諏訪真 投稿者 | 2020-09-27 02:47
夜中に見るんじゃなかった。。どうしてくれるのでしょう?(怒
とまあ富山は合宿で二度行きましたが(氷見も)非常に良いとこでした。
きっと(コロナが収まってれば)年明けにまた合宿行きたいところです。(また合宿で缶詰になりに
大猫 投稿者 | 2020-09-27 21:37
ふふふ、また富山に行きたくなったでしょう?
今度行く時は合宿で缶詰ではなく、氷見港でとれたてのブリをしゃぶしゃぶでどうぞ😁
Juan.B 編集者 | 2020-09-27 16:34
海の幸も山の幸もない、ジャンクフードしかない所に住んでるので、羨ましい。ウスメバルどころか他の魚も幻だ。旨そうだなあ。そしてコメントを書こうとしたら、コメント欄でも自慢か。行きたいなあ。
大猫 投稿者 | 2020-09-27 21:40
川越の芋があるではないか。
『不敬大全』が売れたら富山で大名旅行しましょう。
諏訪靖彦 投稿者 | 2020-09-27 23:00
うへえ、釣り行きたくなってきました。チヌやグレを狙ってカワハギが釣れると嬉しく嬉しくて。皮をペロッと剥いて鍋に入れると最高なんですよね。イナダは堤防から思いっきり沖にルアーを投げて、それなりの大きさがある青物なので引きの強さが魅力的なんだよなあ。帰って来て勿論お刺身にしてもおいしい。ウスメバルは釣ったことないですが、普通のメバルはライトタックルで2.3センチのワームを付けて繊細な釣りが楽しい。勿論焼いて食べても煮つけにしても美味しい。わあ、釣りに行きたい。

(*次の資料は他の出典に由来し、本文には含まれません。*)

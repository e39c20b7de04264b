use indoc::indoc;
use sqlx::PgPool;
use sqlx::postgres::PgPoolOptions;
use tokio::runtime::Runtime;
use tracing::debug;

use crate::domain::{TableRef, quote_ident};
use crate::error::BcdataError;

/// PostgreSQL's identifier length limit in bytes.
pub const MAX_IDENT_LEN: usize = 63;

pub trait Database {
    fn schema_exists(&self, schema: &str) -> Result<bool, BcdataError>;
    fn create_schema(&self, schema: &str) -> Result<(), BcdataError>;
    fn table_exists(&self, table: &TableRef) -> Result<bool, BcdataError>;
    fn create_table_like(&self, template: &TableRef, table: &TableRef) -> Result<(), BcdataError>;
    fn append(
        &self,
        source: &TableRef,
        destination: &TableRef,
        skip_column: Option<&str>,
    ) -> Result<u64, BcdataError>;
    fn drop_table(&self, table: &TableRef) -> Result<(), BcdataError>;
    fn set_logged(&self, table: &TableRef) -> Result<(), BcdataError>;
    fn create_spatial_index(&self, table: &TableRef, column: &str) -> Result<(), BcdataError>;
    fn regenerate_primary_key(&self, table: &TableRef, column: &str) -> Result<(), BcdataError>;
    fn row_count(&self, table: &TableRef) -> Result<u64, BcdataError>;
}

pub struct PgDatabase {
    runtime: Runtime,
    pool: PgPool,
}

impl PgDatabase {
    pub fn connect(database_url: &str) -> Result<Self, BcdataError> {
        let runtime = tokio::runtime::Builder::new_current_thread()
            .enable_all()
            .build()
            .map_err(|err| BcdataError::database("runtime", err))?;
        let pool = runtime
            .block_on(
                PgPoolOptions::new()
                    .max_connections(1)
                    .connect(database_url),
            )
            .map_err(|err| BcdataError::database("connect", err))?;
        Ok(Self { runtime, pool })
    }

    fn execute(&self, context: &str, sql: &str) -> Result<u64, BcdataError> {
        debug!(sql, "executing");
        self.runtime
            .block_on(sqlx::raw_sql(sql).execute(&self.pool))
            .map(|result| result.rows_affected())
            .map_err(|err| BcdataError::database(context, err))
    }

    fn columns(&self, table: &TableRef) -> Result<Vec<String>, BcdataError> {
        let query = indoc! {"
            SELECT column_name::text
            FROM information_schema.columns
            WHERE table_schema = $1 AND table_name = $2
            ORDER BY ordinal_position
        "};
        self.runtime
            .block_on(
                sqlx::query_scalar::<_, String>(query)
                    .bind(&table.schema)
                    .bind(&table.table)
                    .fetch_all(&self.pool),
            )
            .map_err(|err| BcdataError::database(format!("columns of {table}"), err))
    }
}

impl Database for PgDatabase {
    fn schema_exists(&self, schema: &str) -> Result<bool, BcdataError> {
        let query = indoc! {"
            SELECT EXISTS (
                SELECT 1 FROM information_schema.schemata WHERE schema_name = $1
            )
        "};
        self.runtime
            .block_on(
                sqlx::query_scalar::<_, bool>(query)
                    .bind(schema)
                    .fetch_one(&self.pool),
            )
            .map_err(|err| BcdataError::database(format!("schema {schema}"), err))
    }

    fn create_schema(&self, schema: &str) -> Result<(), BcdataError> {
        let sql = format!("CREATE SCHEMA IF NOT EXISTS {}", quote_ident(schema));
        self.execute(&format!("create schema {schema}"), &sql)
            .map(|_| ())
    }

    fn table_exists(&self, table: &TableRef) -> Result<bool, BcdataError> {
        let query = indoc! {"
            SELECT EXISTS (
                SELECT 1 FROM information_schema.tables
                WHERE table_schema = $1 AND table_name = $2
            )
        "};
        self.runtime
            .block_on(
                sqlx::query_scalar::<_, bool>(query)
                    .bind(&table.schema)
                    .bind(&table.table)
                    .fetch_one(&self.pool),
            )
            .map_err(|err| BcdataError::database(format!("table {table}"), err))
    }

    fn create_table_like(&self, template: &TableRef, table: &TableRef) -> Result<(), BcdataError> {
        let sql = format!(
            "CREATE UNLOGGED TABLE {} (LIKE {} INCLUDING ALL)",
            table.quoted(),
            template.quoted()
        );
        self.execute(&format!("create {table}"), &sql).map(|_| ())
    }

    fn append(
        &self,
        source: &TableRef,
        destination: &TableRef,
        skip_column: Option<&str>,
    ) -> Result<u64, BcdataError> {
        let columns = self
            .columns(destination)?
            .into_iter()
            .filter(|column| Some(column.as_str()) != skip_column)
            .map(|column| quote_ident(&column))
            .collect::<Vec<_>>()
            .join(", ");
        let sql = format!(
            "INSERT INTO {} ({columns}) SELECT {columns} FROM {}",
            destination.quoted(),
            source.quoted()
        );
        self.execute(&format!("merge {source} into {destination}"), &sql)
    }

    fn drop_table(&self, table: &TableRef) -> Result<(), BcdataError> {
        let sql = format!("DROP TABLE IF EXISTS {}", table.quoted());
        self.execute(&format!("drop {table}"), &sql).map(|_| ())
    }

    fn set_logged(&self, table: &TableRef) -> Result<(), BcdataError> {
        let sql = format!("ALTER TABLE {} SET LOGGED", table.quoted());
        self.execute(&format!("set logged {table}"), &sql)
            .map(|_| ())
    }

    fn create_spatial_index(&self, table: &TableRef, column: &str) -> Result<(), BcdataError> {
        let name = truncate_ident(&format!("{}_{}_geom_idx", table.table, column), "");
        let sql = format!(
            "CREATE INDEX IF NOT EXISTS {} ON {} USING GIST ({})",
            quote_ident(&name),
            table.quoted(),
            quote_ident(column)
        );
        self.execute(&format!("index {table}"), &sql).map(|_| ())
    }

    fn regenerate_primary_key(&self, table: &TableRef, column: &str) -> Result<(), BcdataError> {
        let sql = format!(
            "ALTER TABLE {table} DROP COLUMN IF EXISTS {column}; \
             ALTER TABLE {table} ADD COLUMN {column} SERIAL PRIMARY KEY",
            table = table.quoted(),
            column = quote_ident(column)
        );
        self.execute(&format!("primary key of {table}"), &sql)
            .map(|_| ())
    }

    fn row_count(&self, table: &TableRef) -> Result<u64, BcdataError> {
        let sql = format!("SELECT count(*) FROM {}", table.quoted());
        let count = self
            .runtime
            .block_on(sqlx::query_scalar::<_, i64>(&sql).fetch_one(&self.pool))
            .map_err(|err| BcdataError::database(format!("count {table}"), err))?;
        Ok(u64::try_from(count).unwrap_or(0))
    }
}

pub fn truncate_ident(base: &str, suffix: &str) -> String {
    let mut limit = MAX_IDENT_LEN.saturating_sub(suffix.len()).min(base.len());
    while !base.is_char_boundary(limit) {
        limit -= 1;
    }
    format!("{}{suffix}", &base[..limit])
}

#[cfg(test)]
mod tests {
    use super::*;

    #[test]
    fn truncate_keeps_suffix() {
        let base = "a".repeat(70);
        let name = truncate_ident(&base, "_0001");
        assert_eq!(name.len(), MAX_IDENT_LEN);
        assert!(name.ends_with("a_0001"));
    }

    #[test]
    fn short_names_untouched() {
        assert_eq!(truncate_ident("airports", "_0002"), "airports_0002");
    }
}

小林TKG 投稿者 | 2020-09-28 12:30
食べ物の書き方がなんとなく、津原泰水さんの蘆屋家の崩壊の猿渡さんの感じに似ていて気持ちよかった。気風がいいというか。
曾根崎十三 投稿者 | 2020-09-28 19:17
終始おいしそうでおいしそうで、お腹が空きました。
こんなにおいしそうにお魚を描けてすごいですね。深夜に読まなくて良かったです。
ちなみに私もアマビエをいつもアマエビと読んでしまいます。